Re: [PATCHES] allow CSV quote in NULL

From: Stephen Frost <sfrost(at)snowman(dot)net>
To: Andrew Dunstan <andrew(at)dunslane(dot)net>
Cc: Gregory Stark <stark(at)enterprisedb(dot)com>, Tom Lane <tgl(at)sss(dot)pgh(dot)pa(dot)us>, PostgreSQL-development <pgsql-hackers(at)postgresql(dot)org>
Subject: Re: [PATCHES] allow CSV quote in NULL
Date: 2007-07-27 18:09:52
Message-ID: 20070727180951.GK4887@tamriel.snowman.net
Views: Raw Message | Whole Thread | Download mbox | Resend email
Thread:
Lists: pgsql-hackers pgsql-patches

* Andrew Dunstan (andrew(at)dunslane(dot)net) wrote:
> This looks too clever by half, to me. Someone facing the problem you are
> facing would have to dig quite deep to find the solution you're promoting.

Oddly enough, it was one of the first things I tried when I discovered
it wasn't just realizing that ,"", for an integer column meant NULL (and
instead was complaining loudly that you can't convert an empty string
into an integer). It's also pretty clear, to me at least, to say
"put the exact string that shows up between the delimiters here
that you want treated as a NULL" rather than "well, if it's a column
which is quoted then you have to jump through these hoops and tell PG
about each one, but if it's not quoted you have to do this", etc, etc.
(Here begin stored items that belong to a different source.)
pub mod budget;
pub mod config;
pub mod decide;
pub mod headers;
pub mod prefetch;
//! Network condition sampling.
//!
//! Turns the host's raw connection-quality signal into a [`ConnectionProfile`].
//! When the host exposes nothing, the profile is the optimistic
//! [`ConnectionProfile::fast_default`]: most hosts without the signal are
//! desktop browsers on adequate links.

use serde::{Deserialize, Serialize};
use tracing::debug;

use crate::signal::HostSignal;

/// Downlink (Mbps) that a `fast` effective class must exceed to count as fast.
pub const FAST_DOWNLINK_THRESHOLD_MBPS: f64 = 5.0;

/// Downlink reported by the optimistic default profile.
pub const DEFAULT_DOWNLINK_MBPS: f64 = 10.0;

/// Coarse bandwidth class reported by the host.
#[derive(Debug, Clone, Copy, PartialEq, Eq, Hash, Serialize, Deserialize)]
#[serde(rename_all = "lowercase")]
pub enum EffectiveClass {
    Fast,
    Medium,
    Slow,
    Unknown,
}

impl EffectiveClass {
    /// Map a Network Information API `effectiveType` string.
    pub fn from_effective_type(effective_type: &str) -> Self {
        match effective_type.trim().to_ascii_lowercase().as_str() {
            "4g" | "5g" => EffectiveClass::Fast,
            "3g" => EffectiveClass::Medium,
            "2g" | "slow-2g" => EffectiveClass::Slow,
            _ => EffectiveClass::Unknown,
        }
    }
}

/// Raw connection signal as the host exposes it.
#[derive(Debug, Clone, PartialEq, Serialize, Deserialize)]
pub struct ConnectionInfo {
    pub effective_type: String,
    pub downlink: f64,
    #[serde(default)]
    pub save_data: bool,
}

impl ConnectionInfo {
    pub fn new(effective_type: impl Into<String>, downlink: f64, save_data: bool) -> Self {
        Self {
            effective_type: effective_type.into(),
            downlink,
            save_data,
        }
    }
}

/// Classified connection. Always the latest sample; no identity.
#[derive(Debug, Clone, Copy, PartialEq, Serialize, Deserialize)]
pub struct ConnectionProfile {
    pub effective_class: EffectiveClass,
    pub downlink_mbps: f64,
    pub data_saver_requested: bool,
}

impl ConnectionProfile {
    pub fn fast_default() -> Self {
        Self {
            effective_class: EffectiveClass::Fast,
            downlink_mbps: DEFAULT_DOWNLINK_MBPS,
            data_saver_requested: false,
        }
    }

    pub fn from_info(info: &ConnectionInfo) -> Self {
        let downlink_mbps = if info.downlink.is_finite() && info.downlink > 0.0 {
            info.downlink
        } else {
            0.0
        };
        Self {
            effective_class: EffectiveClass::from_effective_type(&info.effective_type),
            downlink_mbps,
            data_saver_requested: info.save_data,
        }
    }
}

impl Default for ConnectionProfile {
    fn default() -> Self {
        Self::fast_default()
    }
}

/// Holds the latest [`ConnectionProfile`].
///
/// The host calls [`NetworkSampler::sample`] once at startup and again on
/// every change notification.
#[derive(Debug, Clone)]
pub struct NetworkSampler {
    connection_aware: bool,
    current: ConnectionProfile,
}

impl NetworkSampler {
    pub fn new(connection_aware: bool) -> Self {
        Self {
            connection_aware,
            current: ConnectionProfile::fast_default(),
        }
    }

    /// Recompute the profile from the host signal. Returns the new profile.
    pub fn sample(&mut self, signal: HostSignal<&ConnectionInfo>) -> ConnectionProfile {
        self.current = if !self.connection_aware {
            ConnectionProfile::fast_default()
        } else {
            match signal {
                HostSignal::Available(info) => ConnectionProfile::from_info(info),
                HostSignal::Unavailable => {
                    debug!("no connection signal exposed; using fast default");
                    ConnectionProfile::fast_default()
                }
            }
        };
        self.current
    }

    pub fn current(&self) -> ConnectionProfile {
        self.current
    }

    pub fn is_connection_aware(&self) -> bool {
        self.connection_aware
    }
}

impl Default for NetworkSampler {
    fn default() -> Self {
        Self::new(true)
    }
}

#[cfg(test)]
mod tests {
    use super::*;

    #[test]
    fn effective_type_mapping() {
        assert_eq!(EffectiveClass::from_effective_type("4g"), EffectiveClass::Fast);
        assert_eq!(EffectiveClass::from_effective_type("3g"), EffectiveClass::Medium);
        assert_eq!(EffectiveClass::from_effective_type("2g"), EffectiveClass::Slow);
        assert_eq!(EffectiveClass::from_effective_type("slow-2g"), EffectiveClass::Slow);
        assert_eq!(EffectiveClass::from_effective_type("wifi"), EffectiveClass::Unknown);
    }

    #[test]
    fn unavailable_signal_is_fast_default() {
        let mut sampler = NetworkSampler::new(true);
        let profile = sampler.sample(HostSignal::Unavailable);
        assert_eq!(profile.effective_class, EffectiveClass::Fast);
        assert_eq!(profile.downlink_mbps, 10.0);
        assert!(!profile.data_saver_requested);
    }

    #[test]
    fn available_signal_is_classified() {
        let mut sampler = NetworkSampler::new(true);
        let info = ConnectionInfo::new("2g", 0.3, true);
        let profile = sampler.sample(HostSignal::Available(&info));
        assert_eq!(profile.effective_class, EffectiveClass::Slow);
        assert!(profile.data_saver_requested);
        assert_eq!(sampler.current(), profile);
    }

    #[test]
    fn not_connection_aware_ignores_signal() {
        let mut sampler = NetworkSampler::new(false);
        assert!(!sampler.is_connection_aware());
        let info = ConnectionInfo::new("2g", 0.3, true);
        assert_eq!(
            sampler.sample(HostSignal::Available(&info)),
            ConnectionProfile::fast_default()
        );
    }

    #[test]
    fn bogus_downlink_is_clamped() {
        let profile = ConnectionProfile::from_info(&ConnectionInfo::new("4g", f64::NAN, false));
        assert_eq!(profile.downlink_mbps, 0.0);
        let profile = ConnectionProfile::from_info(&ConnectionInfo::new("4g", -3.0, false));
        assert_eq!(profile.downlink_mbps, 0.0);
    }
}
use chrono::{DateTime, Utc};
use serde::{Deserialize, Serialize};

use crate::network::ConnectionProfile;
use crate::progress::LoadingProgress;
use crate::resource::{PriorityTier, ResourceId};
use crate::strategy::LoadingDecision;

/// Every state change in the engine produces an Event.
/// The display layer polls them with `DeliveryEngine::drain_events`.
#[derive(Debug, Clone, PartialEq, Serialize, Deserialize)]
#[serde(tag = "type")]
pub enum Event {
    Tracked {
        id: ResourceId,
        url: String,
        tier: PriorityTier,
        at: DateTime<Utc>,
    },
    VisibilityChanged {
        id: ResourceId,
        is_in_view: bool,
        intersection_ratio: f32,
        at: DateTime<Utc>,
    },
    PreloadBoundaryReached {
        id: ResourceId,
        at: DateTime<Utc>,
    },
    DecisionChanged {
        id: ResourceId,
        decision: LoadingDecision,
        at: DateTime<Utc>,
    },
    HintIssued {
        id: ResourceId,
        url: String,
        at: DateTime<Utc>,
    },
    ProgressChanged {
        id: ResourceId,
        from: LoadingProgress,
        to: LoadingProgress,
        at: DateTime<Utc>,
    },
    LoadStarted {
        id: ResourceId,
        generation: u32,
        url: String,
        quality: u8,
        at: DateTime<Utc>,
    },
    LoadProgress {
        id: ResourceId,
        percent: u8,
        at: DateTime<Utc>,
    },
    /// Load failed; the consumer renders a fallback. Never retried here.
    LoadFailed {
        id: ResourceId,
        reason: String,
        at: DateTime<Utc>,
    },
    /// Descriptor URL changed; progress went back to `Unseen`.
    Reset {
        id: ResourceId,
        url: String,
        at: DateTime<Utc>,
    },
    NetworkChanged {
        profile: ConnectionProfile,
        at: DateTime<Utc>,
    },
    Untracked {
        id: ResourceId,
        at: DateTime<Utc>,
    },
}

impl Event {
    /// Resource the event concerns, if any.
    pub fn resource(&self) -> Option<ResourceId> {
        match self {
            Event::Tracked { id, .. }
            | Event::VisibilityChanged { id, .. }
            | Event::PreloadBoundaryReached { id, .. }
            | Event::DecisionChanged { id, .. }
            | Event::HintIssued { id, .. }
            | Event::ProgressChanged { id, .. }
            | Event::LoadStarted { id, .. }
            | Event::LoadProgress { id, .. }
            | Event::LoadFailed { id, .. }
            | Event::Reset { id, .. }
            | Event::Untracked { id, .. } => Some(*id),
            Event::NetworkChanged { .. } => None,
        }
    }
}
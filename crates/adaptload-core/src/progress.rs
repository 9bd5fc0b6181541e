//! Per-resource loading progress.
//!
//! ## State Transitions
//!
//! ```text
//! Unseen -> Preloading? -> Loading -> (Loaded | Errored)
//! ```
//!
//! Transitions are monotonic. The only way back to `Unseen` is
//! [`ProgressTracker::reset`], used when a descriptor's URL changes.

use serde::{Deserialize, Serialize};

use crate::error::TransitionError;

#[derive(Debug, Clone, Copy, PartialEq, Eq, Hash, Serialize, Deserialize)]
#[serde(rename_all = "lowercase")]
pub enum LoadingProgress {
    Unseen,
    Preloading,
    Loading,
    Loaded,
    Errored,
}

impl LoadingProgress {
    pub fn can_transition_to(self, next: LoadingProgress) -> bool {
        use LoadingProgress::*;
        matches!(
            (self, next),
            (Unseen, Preloading)
                | (Unseen, Loading)
                | (Preloading, Loading)
                | (Loading, Loaded)
                | (Loading, Errored)
        )
    }

    /// Whether the real fetch has not been issued yet.
    pub fn awaiting_fetch(self) -> bool {
        matches!(self, LoadingProgress::Unseen | LoadingProgress::Preloading)
    }
}

/// Progress state plus the transport's byte progress.
#[derive(Debug, Clone, Copy, PartialEq, Eq, Serialize, Deserialize)]
pub struct ProgressTracker {
    state: LoadingProgress,
    percent: u8,
}

impl ProgressTracker {
    pub fn new() -> Self {
        Self {
            state: LoadingProgress::Unseen,
            percent: 0,
        }
    }

    pub fn state(&self) -> LoadingProgress {
        self.state
    }

    /// 0..=100. Reaches 100 only on `Loaded`.
    pub fn percent(&self) -> u8 {
        self.percent
    }

    pub fn transition(&mut self, next: LoadingProgress) -> Result<(), TransitionError> {
        if !self.state.can_transition_to(next) {
            return Err(TransitionError {
                from: self.state,
                to: next,
            });
        }
        self.state = next;
        if next == LoadingProgress::Loaded {
            self.percent = 100;
        }
        Ok(())
    }

    /// Record transport progress while loading. Never moves backwards and
    /// caps at 99 until the load completes. Returns whether the value changed.
    pub fn report(&mut self, percent: u8) -> Result<bool, TransitionError> {
        if self.state != LoadingProgress::Loading {
            return Err(TransitionError {
                from: self.state,
                to: LoadingProgress::Loading,
            });
        }
        let next = percent.min(99).max(self.percent);
        let changed = next != self.percent;
        self.percent = next;
        Ok(changed)
    }

    pub fn reset(&mut self) {
        *self = Self::new();
    }
}

impl Default for ProgressTracker {
    fn default() -> Self {
        Self::new()
    }
}

#[cfg(test)]
mod tests {
    use super::*;
    use LoadingProgress::*;

    const ALL: [LoadingProgress; 5] = [Unseen, Preloading, Loading, Loaded, Errored];

    #[test]
    fn happy_path_with_preload() {
        let mut p = ProgressTracker::new();
        p.transition(Preloading).unwrap();
        p.transition(Loading).unwrap();
        assert_eq!(p.report(40), Ok(true));
        p.transition(Loaded).unwrap();
        assert_eq!(p.state(), Loaded);
        assert_eq!(p.percent(), 100);
    }

    #[test]
    fn loaded_never_reenters_loading() {
        let mut p = ProgressTracker::new();
        p.transition(Loading).unwrap();
        p.transition(Loaded).unwrap();
        assert!(p.transition(Loading).is_err());
        assert!(p.transition(Preloading).is_err());
        assert_eq!(p.state(), Loaded);
    }

    #[test]
    fn terminal_states_have_no_exits() {
        for from in [Loaded, Errored] {
            for to in ALL {
                assert!(!from.can_transition_to(to), "{from:?} -> {to:?}");
            }
        }
    }

    #[test]
    fn no_transition_moves_backwards() {
        let rank = |s: LoadingProgress| match s {
            Unseen => 0,
            Preloading => 1,
            Loading => 2,
            Loaded | Errored => 3,
        };
        for from in ALL {
            for to in ALL {
                if from.can_transition_to(to) {
                    assert!(rank(to) > rank(from));
                }
            }
        }
    }

    #[test]
    fn report_is_monotonic_and_capped() {
        let mut p = ProgressTracker::new();
        assert!(p.report(10).is_err());
        p.transition(Loading).unwrap();
        p.report(60).unwrap();
        assert_eq!(p.report(30), Ok(false));
        assert_eq!(p.percent(), 60);
        p.report(250).unwrap();
        assert_eq!(p.percent(), 99);
    }

    #[test]
    fn reset_returns_to_unseen() {
        let mut p = ProgressTracker::new();
        p.transition(Loading).unwrap();
        p.transition(Errored).unwrap();
        p.reset();
        assert_eq!(p.state(), Unseen);
        assert_eq!(p.percent(), 0);
        p.transition(Loading).unwrap();
    }
}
> A much better way IMNSHO would be to add an extra FORCE switch. On input,
> FORCE NOT NULL says to treat an unquoted null as the literal value rather
> than as a null field for the columns named. The reverse would be to tell it
> to treat a quoted null as null rather than as the literal value, for the
> named columns. Perhaps that should just be "FORCE NULL columnlist". It
> would be more explicit and at the same time would only apply to the named
> columns, rather than discarding totally the ability to distinguish between
> null and not null values.

I don't see that it needs to be 'more explicit', that's just silly.
Either the user indicated they want it, or they didn't. What you're
suggesting adds in a bunch of, imv, unnecessary complication and ends up
making the resulting code that much bigger and uglier for not much gain.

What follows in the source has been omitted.